From St. John’s, N.L., to Victoria, B.C., demonstrators inspired by Occupy Wall Street plan to march or take over public spaces.

While their causes are varied and demands disparate and sometimes contradictory, the protesters uniformly plan to express abhorrence at what they see as corporate greed that has disadvantaged and disenfranchised the vast majority of people.

They say governments defend the interests of the elite, not those of the masses.

For example, said Chelsea Taylor, who is part of the Occupy Edmonton movement, Alberta’s oil industry is dictating government policy.

“Oil might run your car, but it really shouldn’t run your government,” Ms. Taylor said.

The largest protest in Canada on Saturday is expected to be Toronto’s Occupy Bay Street – in the country’s financial heartland.

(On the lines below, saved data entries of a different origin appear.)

//! Conversion of the normalized working tree into the public component tree.

use super::chunk::Chunks;
use super::node::{NodeId, WorkingTree};
use crate::component::{Component, ComponentRange};

/// Rebuilds `tree` with line ranges. The root always spans the whole file.
#[must_use]
pub fn convert(tree: &WorkingTree, chunks: &Chunks) -> Component {
    let root = tree.root();
    let mut component = Component::new(
        tree.kind(root),
        ComponentRange::new(1, chunks.line_count()),
    );
    component.children = convert_children(tree, root, chunks);
    component
}

fn convert_children(tree: &WorkingTree, id: NodeId, chunks: &Chunks) -> Vec<Component> {
    tree.children(id)
        .iter()
        .map(|&child| {
            let node = tree.node(child);
            Component {
                kind: node.kind,
                range: chunks.to_component_range(node.range),
                name: node.name.clone(),
                children: convert_children(tree, child, chunks),
            }
        })
        .collect()
}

Other Canadian cities slated to see protests include Calgary, Montreal, Vancouver, Halifax, Fredericton, Moncton, N.B.; Guelph, Windsor, Kingston and London in Ontario; Nanaimo, Courtenay, Duncan, Kelowna, Kamloops and Nelson in B.C.; Lethbridge, Alta., Regina, Winnipeg and Ottawa.

Those involved maintain it is irrelevant that Canada has weathered the economic crisis better than the U.S. – as Prime Minister Stephen Harper and Finance Minister Jim Flaherty have asserted.

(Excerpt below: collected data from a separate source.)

//! Structural input produced by the syntax-analysis service.
//!
//! A source file is analysed from three inputs: its text, a SourceKitten
//! `structure` dump (the nested declaration tree) and, optionally, a
//! SourceKitten `syntax` dump (the flat token stream). The dumps live next
//! to the source file as `<file>.structure.json` and `<file>.syntax.json`.

use miette::Diagnostic;
use serde::{Deserialize, Serialize};
use std::path::{Path, PathBuf};
use thiserror::Error;
use tracing::debug;

/// Errors raised while loading a source file and its dumps.
#[derive(Debug, Error, Diagnostic)]
pub enum SourceError {
    /// A file could not be read.
    #[error("Failed to read {path}: {source}")]
    #[diagnostic(code(taylor::source::io))]
    Io {
        /// Path that failed to read.
        path: PathBuf,
        /// Underlying IO error.
        source: std::io::Error,
    },

    /// The structure dump is missing.
    #[error("No structure dump found for {path}")]
    #[diagnostic(
        code(taylor::source::missing_structure),
        help("generate it with `sourcekitten structure --file <file> > <file>.structure.json`")
    )]
    MissingStructure {
        /// Source file lacking a dump.
        path: PathBuf,
    },

    /// A dump is not valid JSON of the expected shape.
    #[error("Malformed dump {path}: {source}")]
    #[diagnostic(code(taylor::source::malformed))]
    Malformed {
        /// Path of the dump.
        path: PathBuf,
        /// Underlying JSON error.
        source: serde_json::Error,
    },
}

/// A node of the declaration tree, keyed the way SourceKitten writes it.
#[derive(Debug, Clone, Default, PartialEq, Eq, Serialize, Deserialize)]
pub struct Declaration {
    /// SourceKit kind identifier.
    #[serde(rename = "key.kind", default)]
    pub kind: String,
    /// Start byte offset.
    #[serde(rename = "key.offset", default)]
    pub offset: usize,
    /// Length in bytes.
    #[serde(rename = "key.length", default)]
    pub length: usize,
    /// Start byte offset of the body.
    #[serde(rename = "key.bodyoffset", default)]
    pub body_offset: usize,
    /// Length of the body in bytes.
    #[serde(rename = "key.bodylength", default)]
    pub body_length: usize,
    /// Declared name.
    #[serde(rename = "key.name", default, skip_serializing_if = "Option::is_none")]
    pub name: Option<String>,
    /// Declared type name.
    #[serde(rename = "key.typename", default, skip_serializing_if = "Option::is_none")]
    pub type_name: Option<String>,
    /// Nested declarations and statements.
    #[serde(rename = "key.substructure", default, skip_serializing_if = "Vec::is_empty")]
    pub substructure: Vec<Declaration>,
}

impl Declaration {
    /// Creates a declaration of `kind` covering `length` bytes from `offset`.
    #[must_use]
    pub fn new(kind: impl Into<String>, offset: usize, length: usize) -> Self {
        Self {
            kind: kind.into(),
            offset,
            length,
            ..Self::default()
        }
    }

    /// Sets the declared name.
    #[must_use]
    pub fn named(mut self, name: impl Into<String>) -> Self {
        self.name = Some(name.into());
        self
    }

    /// Sets the declared type name.
    #[must_use]
    pub fn typed(mut self, type_name: impl Into<String>) -> Self {
        self.type_name = Some(type_name.into());
        self
    }

    /// Sets the body range.
    #[must_use]
    pub fn with_body(mut self, offset: usize, length: usize) -> Self {
        self.body_offset = offset;
        self.body_length = length;
        self
    }

    /// Appends a nested declaration.
    #[must_use]
    pub fn with_child(mut self, child: Declaration) -> Self {
        self.substructure.push(child);
        self
    }
}

/// A lexical token of the syntax map.
#[derive(Debug, Clone, PartialEq, Eq, Serialize, Deserialize)]
pub struct SyntaxToken {
    /// SourceKit syntax kind identifier.
    #[serde(rename = "type")]
    pub kind: String,
    /// Start byte offset.
    pub offset: usize,
    /// Length in bytes.
    pub length: usize,
}

impl SyntaxToken {
    /// Creates a token.
    #[must_use]
    pub fn new(kind: impl Into<String>, offset: usize, length: usize) -> Self {
        Self {
            kind: kind.into(),
            offset,
            length,
        }
    }
}

/// A source file together with its structural description.
#[derive(Debug, Clone)]
pub struct SourceFile {
    /// Path of the source file.
    pub path: PathBuf,
    /// Full text.
    pub text: String,
    /// Root of the declaration tree.
    pub structure: Declaration,
    /// Token stream ordered by offset.
    pub tokens: Vec<SyntaxToken>,
}

impl SourceFile {
    /// Creates a source file from in-memory parts.
    #[must_use]
    pub fn new(
        path: impl Into<PathBuf>,
        text: impl Into<String>,
        structure: Declaration,
        tokens: Vec<SyntaxToken>,
    ) -> Self {
        Self {
            path: path.into(),
            text: text.into(),
            structure,
            tokens,
        }
    }

    /// Loads the file at `path` and its dumps.
    ///
    /// # Errors
    ///
    /// Returns an error if the file or its structure dump cannot be read or
    /// parsed. A missing syntax dump yields an empty token stream.
    pub fn load(path: &Path) -> Result<Self, SourceError> {
        let text = read(path)?;

        let structure_path = Self::structure_path(path);
        if !structure_path.is_file() {
            return Err(SourceError::MissingStructure {
                path: path.to_path_buf(),
            });
        }
        let structure = parse_json(&structure_path)?;

        let syntax_path = Self::syntax_path(path);
        let tokens = if syntax_path.is_file() {
            parse_json(&syntax_path)?
        } else {
            debug!("No syntax dump for {}", path.display());
            Vec::new()
        };

        Ok(Self::new(path, text, structure, tokens))
    }

    /// Location of the structure dump for `path`.
    #[must_use]
    pub fn structure_path(path: &Path) -> PathBuf {
        sibling(path, "structure.json")
    }

    /// Location of the syntax dump for `path`.
    #[must_use]
    pub fn syntax_path(path: &Path) -> PathBuf {
        sibling(path, "syntax.json")
    }
}

fn sibling(path: &Path, suffix: &str) -> PathBuf {
    let mut name = path.as_os_str().to_os_string();
    name.push(".");
    name.push(suffix);
    PathBuf::from(name)
}

fn read(path: &Path) -> Result<String, SourceError> {
    std::fs::read_to_string(path).map_err(|source| SourceError::Io {
        path: path.to_path_buf(),
        source,
    })
}

fn parse_json<T: serde::de::DeserializeOwned>(path: &Path) -> Result<T, SourceError> {
    let content = read(path)?;
    serde_json::from_str(&content).map_err(|source| SourceError::Malformed {
        path: path.to_path_buf(),
        source,
    })
}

Instead, they argue the gap between rich and poor in Canada is growing faster than in the U.S.

Among other issues, they decry poverty, tar-sands pollution and exploitation of aboriginal people.

Despite hundreds of arrests, the protests across the U.S. have been largely peaceful, and those involved in planning the Canadian demonstrators are insisting they, too, will be non-violent.

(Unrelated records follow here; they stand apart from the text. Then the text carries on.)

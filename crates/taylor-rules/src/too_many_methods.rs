//! Rule to limit the number of methods declared directly in a class.

use taylor_core::{Component, ComponentType, Priority, Rule, RuleOutcome, RuleSettings};

/// Rule name for too many methods.
pub const NAME: &str = "TooManyMethods";

/// Documentation link.
pub const URL: &str = "http://phpmd.org/rules/codesize.html#toomanymethods";

/// Default limit.
pub const DEFAULT_LIMIT: usize = 10;

/// Limits the number of methods in a class.
#[derive(Debug, Clone)]
pub struct TooManyMethods {
    settings: RuleSettings,
}

impl Default for TooManyMethods {
    fn default() -> Self {
        Self::new()
    }
}

impl TooManyMethods {
    /// Creates a new rule with default settings.
    #[must_use]
    pub fn new() -> Self {
        Self {
            settings: RuleSettings::new(DEFAULT_LIMIT, Priority::P3),
        }
    }
}

impl Rule for TooManyMethods {
    fn name(&self) -> &'static str {
        NAME
    }

    fn description(&self) -> &'static str {
        "Limits the number of methods declared in a class"
    }

    fn external_info_url(&self) -> &'static str {
        URL
    }

    fn settings(&self) -> &RuleSettings {
        &self.settings
    }

    fn settings_mut(&mut self) -> &mut RuleSettings {
        &mut self.settings
    }

    fn check(&self, component: &Component) -> RuleOutcome {
        if !component.is_a(ComponentType::Class) {
            return RuleOutcome::not_applicable();
        }
        let methods = component.count_children(ComponentType::Function);
        let limit = self.limit();
        RuleOutcome::against_limit(methods, limit, || {
            format!(
                "Class '{}' has to many methods: {methods}. The configured number of methods in class is {limit}",
                component.display_name()
            )
        })
    }
}

#[cfg(test)]
mod tests {
    use super::*;
    use taylor_core::ComponentRange;

    fn class_with_methods(count: usize) -> Component {
        let mut class = Component::new(ComponentType::Class, ComponentRange::new(1, 500));
        for i in 0..count {
            let start = 2 + i * 3;
            class.push(
                Component::new(ComponentType::Function, ComponentRange::new(start, start + 2))
                    .with_child(Component::new(
                        ComponentType::Function,
                        ComponentRange::new(start + 1, start + 1),
                    )),
            );
        }
        class.push(Component::new(ComponentType::Variable, ComponentRange::new(400, 400)));
        class
    }

    #[test]
    fn test_within_limit() {
        let outcome = TooManyMethods::new().check(&class_with_methods(10));
        assert!(outcome.is_ok);
        assert_eq!(outcome.value, Some(10));
    }

    #[test]
    fn test_over_limit_counts_direct_children_only() {
        let outcome = TooManyMethods::new().check(&class_with_methods(11));
        assert!(!outcome.is_ok);
        assert_eq!(outcome.value, Some(11));
        assert_eq!(
            outcome.message.as_deref(),
            Some("Class 'unknown' has to many methods: 11. The configured number of methods in class is 10")
        );
    }
}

Still, the police and protester violence of the G20 in Toronto in June last year and hockey riot vandalism in Vancouver four months ago are casting shadows over the Occupy Canada planning.

While Toronto police have been keeping a low profile, Vancouver police are warning protesters not to cover their faces.

The Occupy Wall Street protests have also spread around the world.

Supporters in Sydney, Australia, waved signs such as “You can’t eat money” as they demonstrated on Saturday.

About 200 people in Tokyo joined in protest, and Philippine supporters in Manila marched on the U.S. Embassy to express their support. Hundreds of people also joined peaceful protests in Hong Kong and Seoul.

In Europe, the movement is joining up with anti-austerity protests that have raged for months across the continent.

In Frankfurt, some 5,000 people took to the streets to protest in front of the European Central Bank.

Hundreds marched through the Bosnian city of Sarajevo carrying pictures of Che Guevara and old communist flags that read “Death to capitalism, freedom to the people.”

Several thousands were expected to protest in Rome.

On Friday, Ontario Premier Dalton McGuinty said he was confident Canadians would exercise their right to express their concerns appropriately.

“With that right comes a corresponding responsibility: To be respectful of others and the laws,” Mr. McGuinty said.

Mr. Harper called the situation in Canada “very different” from that in the U.S., saying there were no bank bailouts in this country.

Despite the approach of colder weather, protesters say Saturday will be just a start.
They say they plan to maintain their occupations for the longer term, just as those in New York’s Zuccotti Park near Wall Street are doing.

Brookfield, the Canadian-owned company that owns the occupied lower Manhattan plaza, backed off plans to clean it after protesters warned they would not leave.

The company also owns several landmark buildings in Vancouver, Calgary and Toronto, including Exchange Tower, the site of the Occupy Bay Street protest on Saturday.